Con casi dos años y medio de gestión, todo indica que nunca encontró el agujero al mate. Detrás del catálogo de daños —cuantiosos para un lapso tan breve— asoman las recetas recesivas del FMI, el mesianismo de mercado que profesa y la ejecución de teorías descabelladas sobre la destrucción del Estado y sus capacidades de arbitraje. Algo acongojado, Milei aceptó finalmente que la inflación se desboca por el “aumento de los precios”, en especial “la carne” y “los combustibles”. Para un candidato al Premio Nobel de Economía parece una perogrullada; para un presidente libertario que sentenciaba que la inflación es “siempre y en todo lugar un fenómeno monetario”, resulta un auténtico Waterloo conceptual.

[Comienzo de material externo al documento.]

//! Container-Runtime Provider, backed by the `docker` CLI.
//!
//! Spawn, race against a deadline, force-kill on expiry.

use super::{ContainerLimits, ContainerRuntimeProvider, ExecResult};
use async_trait::async_trait;
use std::path::Path;
use std::time::{Duration, Instant};
use tokio::process::Command;
use tokio::time::timeout;

/// Same per-stream cap as the local-fallback sandbox path — the Isolated
/// Executor's 10 MiB-per-stream limit is a property of the executor as a
/// whole, not just its fallback path.
const MAX_STREAM_BYTES: usize = 10 * 1024 * 1024;

fn capped(bytes: &[u8]) -> String {
    let take = bytes.len().min(MAX_STREAM_BYTES);
    String::from_utf8_lossy(&bytes[..take]).into_owned()
}

pub struct DockerContainerRuntimeProvider;

#[async_trait]
impl ContainerRuntimeProvider for DockerContainerRuntimeProvider {
    async fn ping(&self) -> bool {
        timeout(Duration::from_secs(2), Command::new("docker").arg("info").output())
            .await
            .ok()
            .and_then(|r| r.ok())
            .map(|out| out.status.success())
            .unwrap_or(false)
    }

    async fn run(
        &self,
        image: &str,
        workdir: &Path,
        command: &[String],
        limits: &ContainerLimits,
    ) -> crate::error::Result<ExecResult> {
        let start = Instant::now();

        let mut cmd = Command::new("docker");
        cmd.arg("run")
            .arg("--rm")
            .arg("--cpus")
            .arg(format!("{:.2}", limits.cpu_fraction))
            .arg("--memory")
            .arg(limits.memory_bytes.to_string())
            .arg("-v")
            .arg(format!("{}:/workspace:ro", workdir.display()))
            .arg("-w")
            .arg("/workspace");

        if limits.network_isolation {
            cmd.arg("--network").arg("none");
        }

        cmd.arg(image);
        for arg in command {
            cmd.arg(arg);
        }

        let mut child = cmd
            .stdout(std::process::Stdio::piped())
            .stderr(std::process::Stdio::piped())
            .spawn()
            .map_err(|e| crate::error::SgeError::Provider {
                provider: "container_runtime",
                message: e.to_string(),
            })?;

        match timeout(limits.timeout, child.wait_with_output()).await {
            Ok(Ok(output)) => Ok(ExecResult {
                success: output.status.success(),
                stdout: capped(&output.stdout),
                stderr: capped(&output.stderr),
                exit_code: output.status.code().unwrap_or(-1),
                execution_time: start.elapsed(),
                error: None,
            }),
            Ok(Err(e)) => Err(crate::error::SgeError::Provider {
                provider: "container_runtime",
                message: e.to_string(),
            }),
            Err(_) => Ok(ExecResult {
                success: false,
                stdout: String::new(),
                stderr: String::new(),
                exit_code: -1,
                execution_time: start.elapsed(),
                error: Some("container execution timed out".to_string()),
            }),
        }
    }
}

#[cfg(test)]
mod tests {
    use super::*;

    #[test]
    fn capped_truncates_at_the_stream_limit() {
        let huge = vec![b'x'; MAX_STREAM_BYTES + 1024];
        assert_eq!(capped(&huge).len(), MAX_STREAM_BYTES);
    }

    #[test]
    fn capped_passes_small_output_through_unchanged() {
        assert_eq!(capped(b"hello"), "hello");
    }
}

Sin embargo, de esos dos fenómenos —el precio de la carne y el de los combustibles— su administración es la única responsable. Las expectativas generadas entre los productores locales por un acuerdo con Trump para elevar el cupo exportable a Estados Unidos en unas 80 millones de toneladas redujeron la oferta en el mercado interno y dispararon el precio de la carne muy por encima del alcance de los bolsillos populares. En cuanto a los combustibles, cuando el barril de petróleo se disparó por la guerra contra Irán, el valor en los surtidores locales replicó la escalada de manera calcada porque este gobierno había internacionalizado previamente el costo del litro. El impacto de las tarifas en el índice de marzo, que el presidente evitó profundizar en su autocrítica ante los CEO de las empresas estadounidenses en la Argentina, también le pertenece: los aumentos responden a la feroz eliminación de subsidios decidida para satisfacer las demandas astringentes del FMI en su delirio superavitario.

Manuel Adorni escribió en 2016, con aires de axioma teológico: “El único responsable real de la inflación es el Gobierno. Sea éste, el anterior o el que vendrá. Ni los empresarios, ni los comercios”. Es una pena coincidir parcialmente con él ahora que los viejos amigos ya no llaman ni para saludar. Después de haber desplegado tanta soberbia, convertirse en el fusible ético de un gobierno ineficiente en lo económico y en lo moral, derrotado por la inflación y el deseo de sus propios funcionarios por ser casta, debe ser un suplicio silencioso. Como único consuelo, le aguarda una confortable residencia en el Indio Cua Country Club y promisorias charlas almodovarianas con la escribana Nechevenko.